Dataset entries:
____

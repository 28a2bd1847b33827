//! Minimal body truncation
//!
//! Emergency reduction for payloads the regular chain could not shrink:
//! drops the exception description, caps the exception message, and cuts
//! every trace down to its first and last frame. Not part of the default
//! chain; callers escalate to it explicitly (for example after the
//! collector rejects a payload as too large).

use faultline_core::report;
use serde_json::Value;

use crate::payload::EncodedPayload;
use crate::strategies::frame_range::keep_ends;
use crate::strategies::string_length::find_char_boundary;
use crate::strategy::{TruncationContext, TruncationStrategy};

/// Maximum exception message length after reduction, in bytes.
const MESSAGE_LIMIT: usize = 256;

/// Reduces a report to the smallest still-useful form.
#[derive(Debug, Clone, Copy, Default)]
pub struct MinimalBodyStrategy;

impl TruncationStrategy for MinimalBodyStrategy {
    fn name(&self) -> &'static str {
        "minimal_body"
    }

    fn applies(&self, payload: &EncodedPayload) -> bool {
        report::body(payload.document()).is_some()
    }

    fn execute(&self, payload: &mut EncodedPayload, _ctx: &TruncationContext) {
        let mut changed = false;
        if let Some(body) = report::body_mut(payload.data()) {
            if let Some(trace) = body.get_mut("trace") {
                changed |= strip_trace(trace);
            }
            if let Some(chain) = body.get_mut("trace_chain").and_then(Value::as_array_mut) {
                for trace in chain {
                    changed |= strip_trace(trace);
                }
            }
        }
        if changed {
            payload.encode();
        }
    }
}

/// Strip one trace down to minimal form. Returns whether anything changed.
fn strip_trace(trace: &mut Value) -> bool {
    let mut changed = false;
    if let Some(exception) = trace.get_mut("exception").and_then(Value::as_object_mut) {
        changed |= exception.remove("description").is_some();
        if let Some(Value::String(message)) = exception.get_mut("message") {
            if message.len() > MESSAGE_LIMIT {
                message.truncate(find_char_boundary(message, MESSAGE_LIMIT));
                changed = true;
            }
        }
    }
    if let Some(frames) = trace.get_mut("frames") {
        changed |= keep_ends(frames, 1);
    }
    changed
}
//! Configuration module for Faultline.
//!
//! Provides the typed configuration struct for the error-telemetry client,
//! with defaults and validation.

use serde::{Deserialize, Serialize};

/// Default collector endpoint for outbound reports.
pub const DEFAULT_ENDPOINT: &str = "https://collector.faultline.dev/api/1/item/";

/// Error-telemetry client settings.
#[derive(Debug, Clone, Serialize, Deserialize)]
pub struct TelemetryConfig {
    /// Master switch; when false no reports are captured or sent.
    pub enabled: bool,
    /// Whether telemetry breadcrumbs are recorded and included in reports.
    /// When false, the truncation engine strips the telemetry field entirely.
    pub capture_telemetry: bool,
    /// Collector URL that receives encoded payloads.
    pub endpoint: String,
    /// Project access token sent with each payload. `None` until configured.
    pub access_token: Option<String>,
}

impl Default for TelemetryConfig {
    fn default() -> Self {
        Self {
            enabled: true,
            capture_telemetry: true,
            endpoint: DEFAULT_ENDPOINT.to_string(),
            access_token: None,
        }
    }
}

/// A single validation error found in the configuration.
#[derive(Debug, Clone, PartialEq, Eq)]
pub struct ValidationError {
    /// Dotted path to the offending field, e.g. `"telemetry.endpoint"`.
    pub field: String,
    /// Human-readable explanation.
    pub message: String,
}

impl std::fmt::Display for ValidationError {
    fn fmt(&self, f: &mut std::fmt::Formatter<'_>) -> std::fmt::Result {
        write!(f, "{}: {}", self.field, self.message)
    }
}

impl TelemetryConfig {
    /// Validate the configuration and return all errors found.
    ///
    /// An empty vector means the configuration is valid.
    pub fn validate(&self) -> Vec<ValidationError> {
        let mut errors = Vec::new();

        if self.endpoint.is_empty() {
            errors.push(ValidationError {
                field: "telemetry.endpoint".into(),
                message: "must not be empty".into(),
            });
        } else if !self.endpoint.starts_with("http://") && !self.endpoint.starts_with("https://") {
            errors.push(ValidationError {
                field: "telemetry.endpoint".into(),
                message: format!("must be an http(s) URL, got: {}", self.endpoint),
            });
        }

        if self.enabled && self.access_token.as_deref().is_some_and(str::is_empty) {
            errors.push(ValidationError {
                field: "telemetry.access_token".into(),
                message: "must not be empty when set".into(),
            });
        }

        errors
    }
}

____

**Exercise details**
Pull every line containing the string "const" out of the data above and copy it.

**Exercise output**
const MESSAGE_LIMIT: usize = 256;
pub const DEFAULT_ENDPOINT: &str = "https://collector.faultline.dev/api/1/item/";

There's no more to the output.